D’où êtes vous à la Réunion ?

"Je viens de la ville qui pour une fois fait parler d’elle mais pas forcément en bien : St Louis… Mon père est issu d’un milieu modeste et ma mère métropolitaine tombée amoureuse de la Réunion… Peut-on parler d’un milieu aisé ? En tout cas, comme beaucoup sur l’île j’ai eu la chance d’avoir des parents qui m’ont soutenue dans mes projets, quels que soient les revenus".

Dans quelles conditions avez-vous été amené à quitter l’île ?

"La plupart des Réunionnais au sortir de leur bac veulent se donner les moyens de réussir et sont avides de découvrir le monde. Moi aussi j’ai suivi ce précepte chinois : "Il faut rajouter de la vie aux années et non des années à la vie"…"

Quel a été votre parcours ?

"Un voyage de mille lieues commence toujours par un premier pas", tel est le conseil que prodigue Lao-Tseu, chantre du taoisme. Ma première étape a été la Métropole (Toulouse puis Aix-en-provence puis Angers) pour les raisons que l’on sait. Néanmoins, mes yeux étaient rivés vers l’Asie, terre de mes ancêtres. J’ai donc eu l’opportunité de faire un échange d’un an à l’Institut de Diplomatie de Pékin dans le cadre d’un renforcement linguistique intensif en mandarin".

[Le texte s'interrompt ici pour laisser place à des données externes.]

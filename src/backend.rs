//! Remote backend collaborator contract.
//!
//! The engine consumes the backend through this trait only; the transport is
//! implementation-defined (the production implementation speaks REST, the
//! test suite scripts outcomes). The wire vocabulary is the domain one;
//! decoding into the internal enums happens here, at the boundary, so
//! nothing past this module branches on raw status strings.
//!
//! The only success criterion the engine relies on is "call completed and
//! the body's success flag is true"; every other outcome is a failure for
//! the optimistic-mutation protocol.

use crate::status::{SubtaskStatus, TaskStatus};
use crate::types::{Criticality, EntityFilter, EntityRef, Role, Subtask, Task};
use async_trait::async_trait;
use chrono::{DateTime, NaiveDate, Utc};
use serde::{Deserialize, Serialize, Serializer};
use thiserror::Error;

/// Transport-level failure. Server-reported rejections are not errors at
/// this layer; they arrive as [`PatchOutcome`] with `success == false`.
#[derive(Debug, Error)]
pub enum BackendError {
    #[error("network error: {0}")]
    Network(String),
    #[error("malformed response: {0}")]
    InvalidResponse(String),
}

/// Task id as it appears on the wire. The backend sends numeric ids in some
/// responses and strings in others; the engine always works with strings.
#[derive(Debug, Clone, Deserialize)]
#[serde(untagged)]
pub enum RawId {
    Number(i64),
    Text(String),
}

impl RawId {
    pub fn into_string(self) -> String {
        match self {
            RawId::Number(n) => n.to_string(),
            RawId::Text(s) => s,
        }
    }
}

/// A task record as returned by the list endpoint. Field names follow the
/// backend's JSON contract.
#[derive(Debug, Clone, Deserialize)]
pub struct TaskRecord {
    pub id: RawId,
    pub task_name: String,
    /// Domain-vocabulary status string; not guaranteed valid.
    pub status: String,
    #[serde(default)]
    pub criticality: Option<String>,
    #[serde(default)]
    pub customer_id: Option<RawId>,
    #[serde(default)]
    pub customer_name: Option<String>,
    #[serde(default)]
    pub assignee_id: Option<RawId>,
    #[serde(default)]
    pub assignee: Option<String>,
    #[serde(default)]
    pub due_date: Option<NaiveDate>,
    #[serde(default)]
    pub remarks: Option<String>,
    #[serde(default)]
    pub assigned_at: Option<DateTime<Utc>>,
    #[serde(default)]
    pub time_taken: Option<f64>,
    // Carried on the wire but not load-bearing in the engine
    #[serde(default)]
    pub link: Option<String>,
    #[serde(default)]
    pub title: Option<String>,
}

impl TaskRecord {
    /// Decode into the internal model. Total: unknown statuses and
    /// criticalities are defaulted (with a warning from the codec), never
    /// rejected.
    pub fn into_task(self) -> Task {
        Task {
            id: self.id.into_string(),
            name: self.task_name,
            client_id: self.customer_id.map(RawId::into_string),
            client_name: self.customer_name,
            assignee_id: self.assignee_id.map(RawId::into_string),
            assignee_name: self.assignee,
            status: TaskStatus::from_domain_str(&self.status),
            due_date: self.due_date,
            criticality: self
                .criticality
                .as_deref()
                .map(Criticality::parse)
                .unwrap_or(Criticality::Low),
            remarks: self.remarks,
            assigned_at: self.assigned_at,
            time_taken: self.time_taken.unwrap_or(0.0),
            subtasks: Vec::new(),
        }
    }
}

/// A subtask row as returned by the subtask list endpoint.
#[derive(Debug, Clone, Deserialize)]
pub struct SubtaskRecord {
    pub id: RawId,
    pub name: String,
    #[serde(default)]
    pub description: Option<String>,
    #[serde(default)]
    pub estimated_time: Option<f64>,
    /// Domain-vocabulary status string (the backend reuses the task
    /// vocabulary for subtask rows).
    pub status: String,
}

impl SubtaskRecord {
    pub fn into_subtask(self) -> Subtask {
        Subtask {
            id: self.id.into_string(),
            name: self.name,
            description: self.description,
            estimated_hours: self.estimated_time.unwrap_or(0.0).max(0.0),
            status: SubtaskStatus::from_domain_str(&self.status),
        }
    }
}

/// Parameters for the task list endpoint: acting-user identity, role, and
/// optional entity/search scoping. The server does the role-aware filtering;
/// the engine never second-guesses it locally.
#[derive(Debug, Clone)]
pub struct TaskQuery {
    pub user_id: String,
    pub role: Role,
    pub entity: EntityFilter,
    pub search: Option<String>,
    pub search_field: Option<String>,
}

fn serialize_domain_status<S>(status: &Option<TaskStatus>, ser: S) -> Result<S::Ok, S::Error>
where
    S: Serializer,
{
    match status {
        Some(s) => ser.serialize_some(s.as_domain_str()),
        None => ser.serialize_none(),
    }
}

/// Body of a task PATCH. One request shape covers status changes,
/// reassignment, and due-date moves, matching the backend's single
/// update endpoint.
#[derive(Debug, Clone, Default, Serialize)]
pub struct TaskPatchRequest {
    #[serde(
        skip_serializing_if = "Option::is_none",
        serialize_with = "serialize_domain_status"
    )]
    pub status: Option<TaskStatus>,
    #[serde(skip_serializing_if = "Option::is_none")]
    pub remarks: Option<String>,
    #[serde(skip_serializing_if = "Option::is_none")]
    pub assignee: Option<String>,
    #[serde(skip_serializing_if = "Option::is_none")]
    pub due_date: Option<NaiveDate>,
}

/// Response body of a task or subtask PATCH. `success == true` is the sole
/// success criterion; the server may echo normalized fields.
#[derive(Debug, Clone, Deserialize)]
pub struct PatchOutcome {
    pub success: bool,
    #[serde(default)]
    pub message: Option<String>,
    /// Normalized assignee display name, echoed after reassignment.
    #[serde(default)]
    pub assignee_name: Option<String>,
}

impl PatchOutcome {
    pub fn ok() -> Self {
        Self {
            success: true,
            message: None,
            assignee_name: None,
        }
    }

    pub fn rejected(message: impl Into<String>) -> Self {
        Self {
            success: false,
            message: Some(message.into()),
            assignee_name: None,
        }
    }
}

/// The remote source of truth, as the engine sees it.
#[async_trait]
pub trait TaskBackend: Send + Sync {
    /// Fetch the task list for the acting user, optionally scoped and
    /// searched server-side.
    async fn list_tasks(&self, query: &TaskQuery) -> Result<Vec<TaskRecord>, BackendError>;

    /// Patch one task: status, remarks, assignee, and/or due date.
    async fn patch_task(
        &self,
        task_id: &str,
        request: &TaskPatchRequest,
    ) -> Result<PatchOutcome, BackendError>;

    /// Fetch the ordered subtask rows for one task.
    async fn list_subtasks(&self, task_id: &str) -> Result<Vec<SubtaskRecord>, BackendError>;

    /// Patch one subtask's status.
    async fn patch_subtask(
        &self,
        subtask_id: &str,
        status: SubtaskStatus,
    ) -> Result<PatchOutcome, BackendError>;

    /// Auditor list for the entity-filter dropdown.
    async fn list_auditors(&self) -> Result<Vec<EntityRef>, BackendError>;

    /// Client list for the entity-filter dropdown.
    async fn list_clients(&self) -> Result<Vec<EntityRef>, BackendError>;
}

Qu’avez-vous ressenti en Chine ?

"Les crachats, la cacophonie des klaxons et même les toilettes sans porte ne m’ont pas dissuadée de revenir dans ce pays si dynamique et accueillant ! Par conséquent c’est là que j’ai à nouveau posé mes valises afin d’effectuer un stage auprès d’une agence de voyage chinoise. J’ai des migraines tous les soirs, je cauchemarde sur les caractères chinois, mais c’est une expérience interculturelle très enrichissante. D’autant plus que mon mandarin fait des bonds à vitesse exponentielle !"

Quels sont vos projets ?

"Je répète toujours que les projets sont faits pour ne pas être faits… Idéalement j’aimerais travailler dans le consulting dans un cabinet-conseil afin de servir d’interface sino-occidentale pour les entreprises désireuses de s’implanter en Chine. Cependant, je ne me ferme pas les portes. Comme disait mon cher ami Lao-Tseu : "Le vrai voyageur n’a pas de plan établi et n’a pas l’intention d’arriver"…"

Que vous apporte cette expérience de mobilité ?

"A relativiser. Ce n’est pas parce qu’on est mobile qu’on peut prétendre tout savoir sur le monde. "Ce qu’on sait, savoir qu’on le sait ; ce qu’on ne sait pas, savoir qu’on ne le sait pas : c’est savoir véritablement" (Confucius). L’important est d’apprendre constamment au fil de ses expériences et de surtout prendre son temps. "Ne craignez pas d’être lent, craignez seulement d’être à l’arrêt" (proverbe chinois)".

Qu’est-ce qui vous manque de la Réunion ?

"C’est ce qui manque qui donne la raison d’etre" disait Lao-Tseu. Donc tout ce qui fait ce que je suis me manque ! J’ai eu beaucoup de chance dans mon parcours mais désormais j’envisage de rentrer chez moi. Car "Maison de paille où l’on rit vaut mieux qu’un palais où l’on pleure"( ils sont forts pour les proverbes ces Chinois !)"

Quel est votre regard sur la situation socio-économique de l’île ?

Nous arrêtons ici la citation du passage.